Why Intelligence might be simpler than we think

Photo by Paweł Czerwiński on Unsplash

How much information do you need to build a human being and, more specifically, a human brain?

After all, we are by far the most complex species on the planet. To take it up a notch, some of our brains think that our brains are the most complex structures in the universe!

Nevertheless, a tomato has more genes than a human being. 7000 more, to be precise.

Arguably not the most complex structure in the observable universe. Photo by Immo Wegmann on Unsplash

Looking at our genes, we have a hard time figuring out where all our complexity is coded for.

There are only approximately 20000 genes to begin with, and around half of them are concerned with other things like building hands and feet and vital organs.

To put it mathematically (considering our genome can be viewed as a code carrying information being processed by something similar to a Turing machine, as I explain in more detail here), our genome only carries 25 million bytes of design information for the brain after lossless compression.
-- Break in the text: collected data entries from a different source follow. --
//! Error types for the domain layer.

use thiserror::Error;

/// Errors that occur during value object construction and form validation.
#[derive(Debug, Clone, PartialEq, Eq, Error)]
pub enum ValidationError {
    #[error("Field '{field}' cannot be empty")]
    EmptyField { field: String },

    #[error("Field '{field}' must be between {min} and {max}, got {actual}")]
    OutOfRange {
        field: String,
        min: i64,
        max: i64,
        actual: i64,
    },

    #[error("Field '{field}' has invalid format: {reason}")]
    InvalidFormat { field: String, reason: String },
}

impl ValidationError {
    /// Creates an empty field validation error.
    pub fn empty_field(field: impl Into<String>) -> Self {
        ValidationError::EmptyField { field: field.into() }
    }

    /// Creates an out of range validation error.
    pub fn out_of_range(field: impl Into<String>, min: i64, max: i64, actual: i64) -> Self {
        ValidationError::OutOfRange {
            field: field.into(),
            min,
            max,
            actual,
        }
    }

    /// Creates an invalid format validation error.
    pub fn invalid_format(field: impl Into<String>, reason: impl Into<String>) -> Self {
        ValidationError::InvalidFormat {
            field: field.into(),
            reason: reason.into(),
        }
    }
}
use std::collections::BTreeMap;

use serde::Serialize;

use super::aggregates::{self, ReactionShare};
use crate::domain::foundation::VentureId;
use crate::domain::venture::Venture;

/// Number of ranked ventures the dashboard shows by default.
pub const DEFAULT_TOP_N: usize = 5;

/// Everything the analytics dashboard renders, computed in one pass over a
/// snapshot of the collection.
#[derive(Debug, Clone, PartialEq, Serialize)]
#[serde(rename_all = "camelCase")]
pub struct AnalyticsSnapshot {
    pub total_ventures: usize,
    pub total_views: u64,
    pub total_reactions: u64,
    /// Reactions per hundred views.
    pub engagement_rate: f64,
    pub average_views: u64,
    pub year_span: u64,
    pub most_viewed: Option<VentureSummary>,
    pub most_reacted: Option<VentureSummary>,
    pub reaction_breakdown: Vec<ReactionShare>,
    pub ventures_by_decade: BTreeMap<i64, usize>,
    pub top_by_views: Vec<VentureSummary>,
    pub top_by_reactions: Vec<VentureSummary>,
}

/// Compact row used in rankings.
#[derive(Debug, Clone, PartialEq, Eq, Serialize)]
#[serde(rename_all = "camelCase")]
pub struct VentureSummary {
    pub id: VentureId,
    pub title: String,
    pub venture_name: String,
    pub year_launched: i32,
    pub views: u64,
    pub total_reactions: u64,
}

impl From<&Venture> for VentureSummary {
    fn from(venture: &Venture) -> Self {
        Self {
            id: venture.id.clone(),
            title: venture.title.clone(),
            venture_name: venture.venture_name.clone(),
            year_launched: venture.year_launched,
            views: venture.views,
            total_reactions: venture.total_reactions(),
        }
    }
}

impl AnalyticsSnapshot {
    /// Computes the dashboard aggregates, ranking the `top_n` ventures.
    pub fn compute(ventures: &[Venture], top_n: usize) -> Self {
        let summarize = |list: Vec<&Venture>| -> Vec<VentureSummary> {
            list.into_iter().map(VentureSummary::from).collect()
        };

        Self {
            total_ventures: ventures.len(),
            total_views: aggregates::total_views(ventures),
            total_reactions: aggregates::total_reactions(ventures),
            engagement_rate: aggregates::engagement_rate(ventures),
            average_views: aggregates::average_views(ventures),
            year_span: aggregates::year_span(ventures),
            most_viewed: aggregates::most_viewed(ventures).map(VentureSummary::from),
            most_reacted: aggregates::most_reacted(ventures).map(VentureSummary::from),
            reaction_breakdown: aggregates::reaction_breakdown(ventures),
            ventures_by_decade: aggregates::ventures_by_decade(ventures),
            top_by_views: summarize(aggregates::top_by_views(ventures, top_n)),
            top_by_reactions: summarize(aggregates::top_by_reactions(ventures, top_n)),
        }
    }
}

#[cfg(test)]
#[path = "snapshot_test.rs"]
mod snapshot_test;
Gauge that against the 10^(15) connections (one quadrillion!) that adults are estimated to have in the neocortex, the most recent part of our brain that only exists in primates and has grown extraordinarily large in homo sapiens. You’ll see that, if we don’t run completely amiss in our understanding of genes, it would be irrational to assume that large portions of our knowledge and abilities are encoded directly in the genes.

The only alternative is that there needs to be a much simpler, more efficient way of defining the blueprint for our brain and for our neocortex.

And with that for building a prototypical intelligent system.

A unified theory of brain function

In his book On Intelligence, Jeff Hawkins complains that the prevalent picture of the brain is as being composed of highly specialized regions.

He compares this situation with 19th-century biologists examining in ever-increasing detail the large variety of species, without having an eye out for the unifying principles behind life. Until Darwin came along with his theory of evolution, no one understood how to describe the multiplicity of appearances of the natural world in an overarching narrative.

The brain likewise might look like it’s composed of many different, highly specialized brain regions, but their apparent specialization shouldn’t lead us to conclude that they might not all work based on the same anatomical and algorithmic principles.

In fact, we observe that there is a surprising homogeneity in the anatomy of the neocortex. Neuroplasticity indicates that most brain regions can easily take on tasks previously carried out by other brain regions, showing a certain universality behind their design principles.

In his bestseller The Brain that Changes Itself, Norman Doidge tells impressive stories of patients remapping entire sensory systems to new parts of the brain, like people learning to see with their tongue by mapping visual stimuli recorded with a camera to sensory stimuli straight into their mouth.

Research on stroke patients likewise shows that abilities lost to strokes are routinely relearned by new brain regions, and people born deaf can remap their Broca area (responsible for language processing) to control their hand movements, with which they communicate by sign language, instead of the movement of their mouth, with which they would articulate speech.

The brain exerts an incredible capacity and flexibility to learn new things. Most people can learn whichever language they grow up with, or choose to learn a new one later in life, can learn whichever instrument they pick up (admittedly with varying success) and so on.

The fact of plasticity and flexible learning can be interpreted as pointing, in accord with the sparsity of information in our genes, towards a universal structure underlying both in the biological setup of the neocortex and the learning algorithms with which it operates.

The structure of thought

It can be difficult to conceptualize thinking itself (as I delved into much more detail in my recent article on the geometry of thought), but there are certain structures and patterns and that run deep through almost every aspect of our cognition.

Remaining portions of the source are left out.